Your time is precious, and so is that of your clients, collaborators, colleagues, and professional contacts. When you call a meeting, you want to give invitees the confidence that you are maximizing your time together and will produce great results. We looked to career expert Amanda Augustine and the leadership development consultancy Dale Carnegie Training for seasoned advice on how to run an efficient meeting that satisfies your goals and those of everyone in attendance. Use these five tips to make the most of your time.

Set clear goals

When you invite people to a meeting, you must communicate the purpose clearly so attendees come prepared to tackle the task at hand. Make sure everyone is on the same page about why you are meeting and what you intend to accomplish. “When you set clear expectations, it’s easier to keep the conversation on track and within the allotted time,” writes Amanda Augustine, career expert at job-matching service TheLadders.

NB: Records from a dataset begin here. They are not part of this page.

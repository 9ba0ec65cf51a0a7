use std::io::{self, Write};
use wordforge::evolution::{EvolutionResult, Outcome, Progress, ProgressObserver};
use wordforge::{EvolutionParams, Target};

/// VT100: clear the whole line, then return to column 0.
const CLEAR_LINE: &str = "\x1b[2K\r";
const NUMBER_WIDTH: usize = 10;

pub fn print_banner(target: &Target, params: &EvolutionParams) {
    println!(
        "[+] Starting search for a {}-character hidden word",
        target.len()
    );
    println!("[-]   Population size:       {}", params.population_size);
    println!("[-]   Mutation probability:  {}", params.mutation_probability);
    println!("[-]   Max epochs to run:     {}", params.max_epochs);
    if let Some(seed) = params.seed {
        println!("[-]   Seed:                  {}", seed);
    }
}

/// Renders progress events as a single self-overwriting stats line.
pub struct ConsoleReporter {
    genome_width: usize,
    printed_header: bool,
}

impl ConsoleReporter {
    pub fn new(target: &Target) -> Self {
        Self {
            genome_width: target.len().max("CURRENT".len()),
            printed_header: false,
        }
    }

    fn header(&self) -> String {
        format!(
            "{:<gw$}  {:<nw$}  {:<nw$}",
            "CURRENT",
            "FITNESS",
            "EPOCH #",
            gw = self.genome_width,
            nw = NUMBER_WIDTH
        )
    }

    fn row(&self, progress: &Progress) -> String {
        format!(
            "{}{:<gw$}  {:<nw$}  {:<nw$}",
            CLEAR_LINE,
            progress.genome,
            progress.fitness,
            progress.epoch,
            gw = self.genome_width,
            nw = NUMBER_WIDTH
        )
    }
}

impl ProgressObserver for ConsoleReporter {
    fn on_progress(&mut self, progress: &Progress) {
        let mut out = io::stdout().lock();
        // Progress output is best-effort; a closed stdout must not stop the run.
        if !self.printed_header {
            let _ = writeln!(out);
            let _ = writeln!(out, "{}", self.header());
            self.printed_header = true;
        }
        let _ = write!(out, "{}", self.row(progress));
        let _ = out.flush();
    }
}

pub fn print_outcome(result: &EvolutionResult) {
    println!();
    println!();
    match result.outcome {
        Outcome::Found => {
            println!("[*] Found the solution in {} epochs.", result.epochs_run);
            println!("[-]   Solution:       {}", result.genome);
        }
        Outcome::Exhausted => {
            println!(
                "[!] Solution not found after {} epochs.",
                result.epochs_run
            );
            println!("[-]   Best candidate: {}", result.genome);
            println!("[-]   Fitness:        {}", result.fitness);
        }
    }
}
use comfy_table::presets::ASCII_FULL;
use comfy_table::{Attribute, Cell, CellAlignment, Color, ContentArrangement, Table};
use wordforge::evolution::EvolutionResult;
use wordforge::organism::Organism;
use wordforge::{EvolutionParams, Target};

pub fn print_run_summary(target: &Target, params: &EvolutionParams) {
    let mut table = Table::new();
    table
        .load_preset(ASCII_FULL)
        .set_content_arrangement(ContentArrangement::Dynamic);

    table.set_header(vec![
        Cell::new("Setting").add_attribute(Attribute::Bold),
        Cell::new("Value").add_attribute(Attribute::Bold),
    ]);

    let seed = params
        .seed
        .map(|s| s.to_string())
        .unwrap_or_else(|| "random".to_string());

    let rows = [
        ("Word", target.to_string()),
        ("Length", target.len().to_string()),
        ("Ideal fitness", Organism::ideal_fitness(target).to_string()),
        ("Population size", params.population_size.to_string()),
        ("Mutation probability", params.mutation_probability.to_string()),
        ("Max epochs", params.max_epochs.to_string()),
        ("Print granularity", params.print_granularity.to_string()),
        ("Seed", seed),
    ];

    for (name, value) in rows {
        table.add_row(vec![Cell::new(name), Cell::new(value).fg(Color::Cyan)]);
    }

    if let Some(col) = table.column_mut(1) {
        col.set_cell_alignment(CellAlignment::Right);
    }

    println!("{}", table);
}

fn result_table(target: &Target, result: &EvolutionResult) -> Table {
    let mut table = Table::new();
    table
        .load_preset(ASCII_FULL)
        .set_content_arrangement(ContentArrangement::Dynamic);

    table.set_header(vec![
        Cell::new("Outcome").add_attribute(Attribute::Bold),
        Cell::new("Best genome").add_attribute(Attribute::Bold),
        Cell::new("Fitness").add_attribute(Attribute::Bold),
        Cell::new("Epochs").add_attribute(Attribute::Bold),
    ]);

    table.add_row(vec![
        Cell::new(result.outcome.to_string()).fg(Color::Cyan),
        Cell::new(&result.genome),
        Cell::new(format!(
            "{}/{}",
            result.fitness,
            Organism::ideal_fitness(target)
        )),
        Cell::new(result.epochs_run),
    ]);

    for i in 2..=3 {
        if let Some(col) = table.column_mut(i) {
            col.set_cell_alignment(CellAlignment::Right);
        }
    }
    table
}

pub fn print_result_summary(target: &Target, result: &EvolutionResult) {
    println!("\n{}", result_table(target, result));
}

#[cfg(test)]
mod tests {
    use super::*;
    use wordforge::Outcome;

    #[test]
    fn test_result_table_lists_outcome_and_score() {
        let target = Target::parse("WORD").unwrap();
        let result = EvolutionResult {
            outcome: Outcome::Exhausted,
            genome: "WARD".to_string(),
            fitness: 3,
            epochs_run: 120,
        };
        let rendered = result_table(&target, &result).to_string();
        assert!(rendered.contains("exhausted"));
        assert!(rendered.contains("WARD"));
        assert!(rendered.contains("3/4"));
        assert!(rendered.contains("120"));
    }
}
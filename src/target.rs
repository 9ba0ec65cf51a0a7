use crate::error::{WfResult, WordForgeError};
use std::fmt;

/// The only genes that may appear in a genome.
pub const ALPHABET: &[u8; 26] = b"ABCDEFGHIJKLMNOPQRSTUVWXYZ";

#[inline]
pub fn random_gene(rng: &mut fastrand::Rng) -> u8 {
    ALPHABET[rng.usize(..ALPHABET.len())]
}

#[inline]
pub fn is_valid_gene(gene: u8) -> bool {
    gene.is_ascii_uppercase()
}

/// The hidden word the population evolves toward.
#[derive(Debug, Clone, PartialEq, Eq)]
pub struct Target {
    word: Vec<u8>,
}

impl Target {
    /// Accepts uppercase ASCII letters only. The empty word is allowed and
    /// is solved by every organism.
    pub fn parse(word: &str) -> WfResult<Self> {
        if !word.bytes().all(is_valid_gene) {
            return Err(WordForgeError::InvalidWord(word.to_string()));
        }
        Ok(Self {
            word: word.as_bytes().to_vec(),
        })
    }

    pub fn len(&self) -> usize {
        self.word.len()
    }

    pub fn is_empty(&self) -> bool {
        self.word.is_empty()
    }

    pub fn as_bytes(&self) -> &[u8] {
        &self.word
    }
}

impl fmt::Display for Target {
    fn fmt(&self, f: &mut fmt::Formatter<'_>) -> fmt::Result {
        f.write_str(&String::from_utf8_lossy(&self.word))
    }
}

Limit how many people you invite

You know the old saying: Too many cooks in the kitchen ruin the soup. Don’t invite too many people to your meeting. Every person should be able to add value in a meaningful way- not compete to be heard.

Limit distractions from technology

Limiting use of technology in the meeting room shows respect for all attendees. Everyone has dedicated time to meet and must be fully present. It’s not only counterproductive to check your phone, but it’s also poor etiquette. “Consider creating a policy where attendees silence their phones and stow them away during meetings,” Augustine writes.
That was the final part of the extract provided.